Transcribe, verbatim, every line from the start of the entries through the line that contains "a successful deployment"; include both boundary lines and omit all others.

(Stored entries)
------------------------
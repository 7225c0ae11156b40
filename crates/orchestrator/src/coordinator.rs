//! Fleet coordinator
//!
//! Top-level orchestration: plan, provision both fleets concurrently, gate
//! on health, then link access. Failures aggregate into one
//! [`FleetError`]; a timed-out gate cancels the sibling fleet's wait.

use std::sync::Arc;
use std::time::Duration;

use serde::{Deserialize, Serialize};
use tracing::info;

use barrage_core::config::DeployConfig;
use barrage_domain::{AccessGrant, FleetSpec};

use crate::error::FleetError;
use crate::gate::{GateReport, GateState};
use crate::planner::plan_fleets;
use crate::policy::link_fleets;
use crate::provider::{FleetHandle, ProvisioningApi};

/// Outcome of a successful deployment
#[derive(Debug, Clone, Serialize, Deserialize)]
pub struct DeploymentReport {
    /// Worker fleet handle
    pub worker: FleetHandle,
    /// Controller fleet handle
    pub controller: FleetHandle,
    /// Worker gate outcome
    pub worker_gate: GateReport,
    /// Controller gate outcome
    pub controller_gate: GateReport,
    /// Access grants issued by the policy linker
    pub grants: Vec<AccessGrant>,
}

/// Single parameterized deployment coordinator
pub struct FleetCoordinator {
    api: Arc<dyn ProvisioningApi>,
    config: DeployConfig,
}

impl FleetCoordinator {
    /// Create a coordinator over a provisioning API
    pub fn new(api: Arc<dyn ProvisioningApi>, config: DeployConfig) -> Self {
        Self { api, config }
    }

    /// Run one deployment to completion
    ///
    /// Plans capacity, requests both fleets concurrently, blocks on both
    /// health gates (first failure cancels the sibling wait), then links
    /// access between the fleets. Never reports a partially provisioned
    /// fleet as success.
    pub async fn deploy(&self) -> Result<DeploymentReport, FleetError> {
        let plan = plan_fleets(
            &self.config.deployment,
            &self.config.capacity,
            &self.config.access,
        )?;

        info!(
            workers = plan.worker.expected_instance_count(),
            instance_class = %plan.worker.instance_class,
            "deployment planned"
        );

        // No ordering dependency between the two requests until the policy
        // link step, which needs both handles.
        let (worker, controller) = tokio::try_join!(
            request(self.api.as_ref(), &plan.worker),
            request(self.api.as_ref(), &plan.controller),
        )?;

        let (worker_gate, controller_gate) = tokio::try_join!(
            self.await_gate(
                &worker,
                plan.worker.expected_instance_count(),
                Duration::from_secs(self.config.gate.worker_timeout_secs),
            ),
            self.await_gate(
                &controller,
                plan.controller.expected_instance_count(),
                Duration::from_secs(self.config.gate.controller_timeout_secs),
            ),
        )?;

        let grants = link_fleets(
            self.api.as_ref(),
            &worker,
            &controller,
            &self.config.access,
            self.config.deployment.keypair_name.as_deref(),
        )
        .await?;

        info!(
            worker = %worker.fleet_id,
            controller = %controller.fleet_id,
            grants = grants.len(),
            "deployment complete"
        );

        Ok(DeploymentReport {
            worker,
            controller,
            worker_gate,
            controller_gate,
            grants,
        })
    }

    async fn await_gate(
        &self,
        handle: &FleetHandle,
        expected: u32,
        ceiling: Duration,
    ) -> Result<GateReport, FleetError> {
        let report = self.api.wait_for_signals(handle, expected, ceiling).await?;

        if report.state == GateState::Healthy {
            Ok(report)
        } else {
            Err(FleetError::GateTimeout {
                role: report.role,
                ceiling_secs: ceiling.as_secs(),
                healthy: report.healthy,
                expected: report.expected,
            })
        }
    }
}

async fn request(
    api: &dyn ProvisioningApi,
    spec: &FleetSpec,
) -> Result<FleetHandle, FleetError> {
    Ok(api.request_fleet(spec).await?)
}
//! Line-oriented reading with line numbers.

use std::io::{self, BufRead};

/// One input line with its terminator stripped.
#[derive(Debug, Clone, Copy)]
pub struct Line<'a> {
    /// 1-based line number.
    pub number: usize,
    /// Line content without `\n` or `\r\n`.
    pub text: &'a str,
    /// Whether the line ended with a newline (false only for a final
    /// unterminated line).
    pub terminated: bool,
}

/// Reads a [`BufRead`] one line at a time, reusing a single buffer.
pub struct LineSource<R> {
    reader: R,
    buf: String,
    line: usize,
}

impl<R: BufRead> LineSource<R> {
    pub fn new(reader: R) -> Self {
        Self {
            reader,
            buf: String::new(),
            line: 0,
        }
    }

    /// Returns the next line, or `None` at end of stream.
    pub fn next_line(&mut self) -> io::Result<Option<Line<'_>>> {
        self.buf.clear();
        if self.reader.read_line(&mut self.buf)? == 0 {
            return Ok(None);
        }
        self.line += 1;

        let terminated = self.buf.ends_with('\n');
        let text = self.buf.strip_suffix('\n').unwrap_or(self.buf.as_str());
        let text = text.strip_suffix('\r').unwrap_or(text);

        Ok(Some(Line {
            number: self.line,
            text,
            terminated,
        }))
    }

    /// Number of lines read so far.
    pub fn line_number(&self) -> usize {
        self.line
    }
}

#[cfg(test)]
mod tests {
    use super::*;

    #[test]
    fn test_numbers_and_terminators() {
        let mut src = LineSource::new("a b\r\nc\nd".as_bytes());

        let l = src.next_line().unwrap().unwrap();
        assert_eq!((l.number, l.text, l.terminated), (1, "a b", true));

        let l = src.next_line().unwrap().unwrap();
        assert_eq!((l.number, l.text, l.terminated), (2, "c", true));

        let l = src.next_line().unwrap().unwrap();
        assert_eq!((l.number, l.text, l.terminated), (3, "d", false));

        assert!(src.next_line().unwrap().is_none());
        assert_eq!(src.line_number(), 3);
    }

    #[test]
    fn test_invalid_utf8_is_read_error() {
        let bytes: &[u8] = &[0xff, 0xfe, b'\n'];
        let mut src = LineSource::new(bytes);
        assert!(src.next_line().is_err());
    }
}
------------------------
TASK RESULT:
repository 7225c0ae11156b40
filename crates/orchestrator/src/coordinator.rs
//! Fleet coordinator
//!
//! Top-level orchestration: plan, provision both fleets concurrently, gate
//! on health, then link access. Failures aggregate into one
//! [`FleetError`]; a timed-out gate cancels the sibling fleet's wait.

use std::sync::Arc;
use std::time::Duration;

use serde::{Deserialize, Serialize};
use tracing::info;

use barrage_core::config::DeployConfig;
use barrage_domain::{AccessGrant, FleetSpec};

use crate::error::FleetError;
use crate::gate::{GateReport, GateState};
use crate::planner::plan_fleets;
use crate::policy::link_fleets;
use crate::provider::{FleetHandle, ProvisioningApi};

/// Outcome of a successful deployment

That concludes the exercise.